Unreal Tournament 3


Liandri Corp has a problem. A problem with three legs, two drivers, and a horrible death beam that scorches the earth, leaving carcasses of vehicles in its wake. Currently, that problem is smack in the centre of a CTF map that Epic are letting myself and a few fellow journalists play, I'm driving it, and I'm whooping for unadulterated joy.

It's called the Dark Matter Walker, and it's just about the most fun I've had in a vehicle, since... well. Two minutes ago. When I was on a hoverboard, hitching a lift to the front line by hooking on to the back of a speeder bike with an electric rope. The Dark Walker is slow; it takes a good minute or so to get into position. In the meantime you can play with its height. The flexible legs allow you to duck under any obstacle. Or you could fiddle with the alternate fire. It's a concussive burst that knocks anyone on foot backward, ready to be picked off.

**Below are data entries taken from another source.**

// Copyright 2019-2026 Maravilla Labs, operated by SOLUTAS GmbH, Switzerland
// SPDX-License-Identifier: Apache-2.0
// SPDX-License-Identifier: MIT

//! Percent-decoding of request paths and parameter values.
//!
//! Paths are decoded before matching, except for escapes of URI-reserved
//! characters. `/blog/a%2Fb` keeps its `%2F`, so the escaped slash cannot
//! split a segment, and a route like `/[x+2f]` (a literal slash) compiles to
//! a pattern matching `%2F` or `%2f`. Parameter values are fully decoded
//! after matching with [`decode_params`].

use crate::error::{Result, RoutingError};
use crate::exec::Params;

/// Characters whose escapes survive [`decode_pathname`].
const RESERVED: &[u8] = b";/?:@&=+$,#%";

/// Decodes a request path for matching.
///
/// # Errors
///
/// Returns [`RoutingError::MalformedPath`] if a `%` is not followed by two
/// hex digits, or if the decoded bytes are not valid UTF-8.
pub fn decode_pathname(pathname: &str) -> Result<String> {
    if !pathname.contains('%') {
        return Ok(pathname.to_string());
    }

    let bytes = pathname.as_bytes();
    let mut decoded = String::with_capacity(pathname.len());
    let mut run_start = 0;
    let mut i = 0;

    while i < bytes.len() {
        if bytes[i] != b'%' {
            i += 1;
            continue;
        }

        let high = bytes.get(i + 1).copied().and_then(hex_value);
        let low = bytes.get(i + 2).copied().and_then(hex_value);
        let (Some(high), Some(low)) = (high, low) else {
            return Err(RoutingError::MalformedPath(pathname.to_string()));
        };

        if RESERVED.contains(&(high << 4 | low)) {
            decoded.push_str(&decode_run(pathname, &pathname[run_start..i])?);
            decoded.push_str(&pathname[i..i + 3]);
            run_start = i + 3;
        }
        i += 3;
    }

    decoded.push_str(&decode_run(pathname, &pathname[run_start..])?);
    Ok(decoded)
}

/// Fully decodes every parameter value.
///
/// # Errors
///
/// Returns [`RoutingError::MalformedPath`] if a value does not decode to
/// UTF-8.
pub fn decode_params(params: Params) -> Result<Params> {
    params
        .into_iter()
        .map(|(name, value)| {
            let decoded = urlencoding::decode(&value)
                .map_err(|_| RoutingError::MalformedPath(value.clone()))?
                .into_owned();
            Ok((name, decoded))
        })
        .collect()
}

fn decode_run(pathname: &str, run: &str) -> Result<String> {
    urlencoding::decode(run)
        .map(|decoded| decoded.into_owned())
        .map_err(|_| RoutingError::MalformedPath(pathname.to_string()))
}

fn hex_value(byte: u8) -> Option<u8> {
    (byte as char).to_digit(16).map(|d| d as u8)
}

Piloting the Dark Walker is absurdly fun. When I tell Producer Jeff Morris this, he beams. "Yeah, it really is. It comes from the way we work. We iterate, iterate, iterate until everything is fun. The concussive blast was only put in the game a few weeks ago. Did you try the speeder bike?"

I did indeed. The speeder bike is a lightning fast rocket machine that can launch itself a good 100m into the sky in an exaggerated leap. Press the alternate fire while you're up in the air and the bike turns itself into a piloted missile. Unreal Tournament III has this streak of ludicrous insanity running right through it. It never stops being fun, even when you're on the losing side.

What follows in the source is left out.